A couple that stand out to me are as follows: The risk of death to a newborn delivered by c-section to a low-risk woman is 1.77 deaths to 1,000 live births.

The risk of death to a newborn delivered vaginally to a low-risk woman is only 0.62 per 1,000 live births. (Marian MacDorman, PhD, et al., “Infant and Neonatal Mortality for Primary Cesarean and Vaginal Births to Women with “No Indicated Risk,” United States, 1998-2001 Birth Cohorts,” Birth: Issues in Perinatal Care 33, no. 3 -September 2006) Between one and two babies per 100, will be accidentally cut during a c-section, according to The Coalition for Improving Maternity Services, (CIMS).

The title of the article, “Beating the odds” is sad. Now, pushing one third of all births in the United States are cesarean sections. It’s a shame to pat ourselves on the back for being on target locally with that terribly high rate. Not when the United States is tied for second-to-last place with Hungary, Malta, Poland and Slovakia for neonatal mortality in the industrialized world. (Save the Children, 2006)
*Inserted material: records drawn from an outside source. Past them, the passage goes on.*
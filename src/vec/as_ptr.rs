// This file is part of static-vec.
// SPDX-License-Identifier: MIT OR Apache-2.0

// Crate imports
use crate::vec::StaticVec;

impl<T, const N: usize> StaticVec<T, N> {
    /// Returns a raw pointer to the first slot of the backing buffer.
    ///
    /// Only `ptr.add(i)` for `i < len` refers to a live element. Slots past
    /// `len` hold stale values and are not guaranteed to be zeroed or
    /// defaulted; callers pairing this pointer with [`len`](StaticVec::len)
    /// must not read beyond it.
    #[inline]
    pub fn as_ptr(&self) -> *const T {
        self.buf.as_ptr()
    }

    /// Returns a mutable raw pointer to the first slot of the backing buffer.
    ///
    /// Writes past `len` do not change the logical contents of the vector.
    #[inline]
    pub fn as_mut_ptr(&mut self) -> *mut T {
        self.buf.as_mut_ptr()
    }
}

#[cfg(test)]
mod tests {
    // Imports
    use crate::StaticVec;

    #[test]
    fn test_as_ptr_and_as_mut_ptr() {
        let mut v: StaticVec<u16, 4> = StaticVec::from_slice(&[10, 20]);
        let p_const = v.as_ptr();
        let p_slice = v.as_slice().as_ptr();
        assert_eq!(p_const, p_slice);

        let p_mut = v.as_mut_ptr();
        let p_mut_slice = v.as_mut_slice().as_mut_ptr();
        assert_eq!(p_mut, p_mut_slice);

        v.as_mut_slice()[1] = 21;
        assert_eq!(v.as_slice(), &[10, 21]);
    }

    #[test]
    fn test_as_ptr_on_empty_points_at_storage() {
        let v: StaticVec<u16, 4> = StaticVec::new();
        assert_eq!(v.as_ptr(), v.as_slice().as_ptr());
    }
}
// This file is part of static-vec.
// SPDX-License-Identifier: MIT OR Apache-2.0

//! Error types for `StaticVec`.
//!
//! Only recoverable conditions live here: a checked position that falls
//! outside the live range, and runtime-sized input that does not fit the
//! capacity. Oversized *statically known* lengths are caller bugs and are
//! caught by debug assertions instead.

// Core imports
use core::{error::Error as CoreError, fmt};

/// Errors returned by checked operations on [`StaticVec`](crate::StaticVec).
#[derive(Debug, Clone, Copy, PartialEq, Eq)]
#[non_exhaustive]
pub enum Error {
    /// A checked access used a position outside the live range `0..len`.
    OutOfRange {
        /// The requested position.
        pos: usize,
        /// The logical length at the time of the access.
        len: usize,
    },
    /// The input holds more elements than the fixed capacity (`N`).
    Full,
}

impl fmt::Display for Error {
    fn fmt(&self, f: &mut fmt::Formatter<'_>) -> fmt::Result {
        match self {
            Self::OutOfRange { pos, len } => {
                write!(f, "position {pos} is out of range (len {len})")
            }
            Self::Full => f.write_str("capacity exceeded"),
        }
    }
}

impl CoreError for Error {}

#[cfg(test)]
mod tests {
    // Imports
    use crate::Error;
    use alloc::string::{String, ToString};
    use core::error::Error as CoreError;

    fn takes_error(e: &dyn CoreError) -> String {
        e.to_string()
    }

    #[test]
    fn test_error_is_core_error() {
        let s = takes_error(&Error::OutOfRange { pos: 7, len: 3 });
        assert!(s.contains("out of range"));
    }

    #[test]
    fn test_out_of_range_message_names_position() {
        let e = Error::OutOfRange { pos: 3, len: 3 };
        assert_eq!(e.to_string(), "position 3 is out of range (len 3)");
        assert_eq!(Error::Full.to_string(), "capacity exceeded");
    }
}
// This file is part of static-vec.
// SPDX-License-Identifier: MIT OR Apache-2.0

// Crate imports
use crate::vec::StaticVec;

impl<T, const N: usize> StaticVec<T, N> {
    /// Returns the live prefix as a shared slice (`&self.buf[..len]`).
    #[inline]
    pub fn as_slice(&self) -> &[T] {
        &self.buf[..self.len]
    }

    /// Returns the live prefix as a mutable slice (`&mut self.buf[..len]`).
    #[inline]
    pub fn as_mut_slice(&mut self) -> &mut [T] {
        let len = self.len;
        &mut self.buf[..len]
    }
}
// This file is part of static-vec.
// SPDX-License-Identifier: MIT OR Apache-2.0

// Crate imports
use crate::{error::Error, vec::StaticVec};

impl<T: Clone + Default, const N: usize> TryFrom<&[T]> for StaticVec<T, N> {
    type Error = Error;
    fn try_from(src: &[T]) -> Result<Self, Error> {
        if src.len() > N {
            return Err(Error::Full);
        }
        Ok(Self::from_slice(src))
    }
}

impl<T: Default, const N: usize> StaticVec<T, N> {
    /// Tries to construct from an iterator, erroring with [`Error::Full`] if it would overflow.
    ///
    /// Semantics:
    /// - Elements are stored in iterator order.
    /// - On the first element that would exceed capacity `N`, this returns `Err(Error::Full)`
    ///   and drops the elements collected so far.
    /// - The source iterator may be left partially consumed (it stops at the first overflow).
    #[inline]
    pub fn try_from_iter<I: IntoIterator<Item = T>>(iter: I) -> Result<Self, Error> {
        let mut v = Self::default();
        for item in iter {
            v.try_push(item)?;
        }
        Ok(v)
    }
}

impl<T, const N: usize> StaticVec<T, N> {
    // Construction-time append; not part of the public API.
    #[inline]
    pub(crate) fn try_push(&mut self, value: T) -> Result<(), Error> {
        let slot = self.buf.get_mut(self.len).ok_or(Error::Full)?;
        *slot = value;
        self.len += 1;
        Ok(())
    }
}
I am not an angry person who is seeking debate on this matter. I am merely another woman in the Miss-Lou who is hoping our local maternity care is finally leaving behind the technological birth machine with its one size fits all mentality.

Are we moving into options for birthing women, some who desire to bid farewell to the high-risk interventions they feel forced in to, or are we still running our hospitals and offices based on fear of litigation, greed, and sheer convenience, much at the expense of our area moms and babies?